For a new mesothelioma treatment or drug to be approved, a series of research trials must be completed. These trials are subject to a specific set of rules and governance as determined by medical and legislative authorities. As part of these rules, the clinical trials must follow a multiphasic schedule of protocols.
Clinical trial phases.
In the first phase of clinical trials for a new treatment, the researchers conduct a preliminary test aimed at discovering a new drug’s effects and the responses it will elicit in patients. The results of this phase will determine whether or not it will be advisable to proceed with the next stages of research.

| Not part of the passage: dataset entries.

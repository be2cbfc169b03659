//! Pseudo-terminal primitive used by session controllers.

pub mod native;
pub mod traits;

pub use native::NativePtySpawner;
pub use traits::{DataCallback, PtyError, PtyHandle, PtyOptions, PtySpawner};
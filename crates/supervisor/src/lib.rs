//! Session supervision: one controller per interactive CLI, and a
//! concurrency-capped pool that owns them.

pub mod buffer;
pub mod controller;
pub mod pool;

pub use buffer::OutputBuffer;
pub use controller::{ControllerSettings, SessionController, SessionTask};
pub use pool::{AgentPool, PoolConfig, PoolSummary, SessionSnapshot, SpawnRequest};
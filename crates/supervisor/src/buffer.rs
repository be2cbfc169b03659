//! Capped rolling buffer of terminal output.

/// Holds the most recent `cap_chars` characters of decoded output.
///
/// Bytes are decoded incrementally, so a multi-byte character split across
/// two reads is carried over instead of being replaced.
#[derive(Debug)]
pub struct OutputBuffer {
    text: String,
    char_len: usize,
    cap_chars: usize,
    total_bytes: u64,
    total_chars: u64,
    carry: Vec<u8>,
}

impl OutputBuffer {
    pub fn new(cap_chars: usize) -> Self {
        Self {
            text: String::new(),
            char_len: 0,
            cap_chars: cap_chars.max(1),
            total_bytes: 0,
            total_chars: 0,
            carry: Vec::new(),
        }
    }

    /// Append raw bytes and return the newly decoded text.
    pub fn push(&mut self, bytes: &[u8]) -> String {
        self.total_bytes += bytes.len() as u64;
        let chunk = self.decode(bytes);
        if chunk.is_empty() {
            return chunk;
        }

        let chunk_chars = chunk.chars().count();
        self.text.push_str(&chunk);
        self.char_len += chunk_chars;
        self.total_chars += chunk_chars as u64;

        if self.char_len > self.cap_chars {
            let excess = self.char_len - self.cap_chars;
            match self.text.char_indices().nth(excess) {
                Some((idx, _)) => {
                    self.text.drain(..idx);
                }
                None => self.text.clear(),
            }
            self.char_len = self.cap_chars.min(self.char_len);
        }
        chunk
    }

    fn decode(&mut self, bytes: &[u8]) -> String {
        self.carry.extend_from_slice(bytes);
        match std::str::from_utf8(&self.carry) {
            Ok(text) => {
                let out = text.to_string();
                self.carry.clear();
                out
            }
            // Incomplete trailing sequence: keep it for the next read.
            Err(e) if e.error_len().is_none() => {
                let valid = e.valid_up_to();
                let out = String::from_utf8_lossy(&self.carry[..valid]).into_owned();
                self.carry.drain(..valid);
                out
            }
            Err(_) => {
                let out = String::from_utf8_lossy(&self.carry).into_owned();
                self.carry.clear();
                out
            }
        }
    }

    pub fn text(&self) -> &str {
        &self.text
    }

    /// Bytes received over the buffer's lifetime, including dropped ones.
    pub fn total_bytes(&self) -> u64 {
        self.total_bytes
    }

    /// Decoded characters over the buffer's lifetime. Usable as a position mark.
    pub fn total_chars(&self) -> u64 {
        self.total_chars
    }

    /// Text appended after the position `mark` (see [`total_chars`]).
    ///
    /// When the mark has already scrolled out, the whole retained text is returned.
    ///
    /// [`total_chars`]: OutputBuffer::total_chars
    pub fn text_since(&self, mark: u64) -> &str {
        let start = self.total_chars - self.char_len as u64;
        if mark <= start {
            return &self.text;
        }
        let skip = usize::try_from(mark - start).unwrap_or(usize::MAX);
        match self.text.char_indices().nth(skip) {
            Some((idx, _)) => &self.text[idx..],
            None => "",
        }
    }
}

#[cfg(test)]
#[allow(clippy::unwrap_used, clippy::expect_used, clippy::panic)]
mod tests {
    use super::*;

    #[test]
    fn test_keeps_newest_characters() {
        let mut buffer = OutputBuffer::new(5);
        buffer.push(b"abc");
        buffer.push(b"defg");
        assert_eq!(buffer.text(), "cdefg");
        assert_eq!(buffer.total_bytes(), 7);
    }

    #[test]
    fn test_cap_counts_characters_not_bytes() {
        let mut buffer = OutputBuffer::new(3);
        buffer.push("❯❯❯❯".as_bytes());
        assert_eq!(buffer.text(), "❯❯❯");
    }

    #[test]
    fn test_split_multibyte_character_is_carried() {
        let bytes = "❯ ".as_bytes();
        let mut buffer = OutputBuffer::new(100);
        assert_eq!(buffer.push(&bytes[..1]), "");
        assert_eq!(buffer.push(&bytes[1..]), "❯ ");
        assert_eq!(buffer.text(), "❯ ");
    }

    #[test]
    fn test_text_since_mark() {
        let mut buffer = OutputBuffer::new(6);
        buffer.push("ab❯".as_bytes());
        let mark = buffer.total_chars();
        assert_eq!(buffer.text_since(mark), "");

        buffer.push(b"cd");
        assert_eq!(buffer.text_since(mark), "cd");

        buffer.push(b"efgh");
        assert_eq!(buffer.text(), "cdefgh");
        assert_eq!(buffer.text_since(mark), "cdefgh");
        assert_eq!(buffer.text_since(0), "cdefgh");
        assert_eq!(buffer.total_chars(), 9);
    }

    #[test]
    fn test_invalid_bytes_are_replaced() {
        let mut buffer = OutputBuffer::new(100);
        buffer.push(&[0xff, b'o', b'k']);
        assert_eq!(buffer.text(), "\u{fffd}ok");
    }
}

From a patient’s point of view, entering a clinical study at the first stage can be very risky, as this is the stage in which researchers know the least about the treatment’s effects on the body. Therefore, patients who have exhausted other treatment possibilities are usually the first to participate in phase one trials.
In the second phase of clinical trials, research has already established the new treatment’s safe dosage and any other specific drug administration details. Now the focus turns to individuals with one or more cancer types, and the number of participants in the trials increases. These patients have, like phase one participants, been subjected to other treatments for their cancers already. However, phase two participants are usually those who may benefit from a new treatment due to their possibly positive reaction to their first treatment course. The success of phase two trials determines whether the clinical trials can advance to the third and final stage.
The third phase of clinical trials evaluates the quality of the new treatment as relative to the existing treatments, and involves an even wider participant group than used for phase two. In this phase, patients will receive the new treatment as the first course of therapy for cancer. If the treatment or drug is found to be within the Food and Drug Administration’s safety and efficacy standards, it will be made available to the public.
Clinical trial eligibility.
Eligibility for clinical trials at any phase is determined through strictly established guidelines. These include considerations of a patient’s response to previous treatment methods, general physical health, other medical history, age, and other factors.
When a person is chosen to participate in a clinical trial, it is generally after having agreed to the stipulations set forth by the researchers. This may include frequent visits for evaluation and testing, signing a consent form, and possibly staying overnight at the hospital to receive the treatment or to be observed.
Many physicians who treat patients with cancer are aware of the current research trials. However, to find out about clinical trials independently of an oncologist, one can consult the National Cancer Institute, the Cancer Information Service, and the Physician’s Data Query, all available online.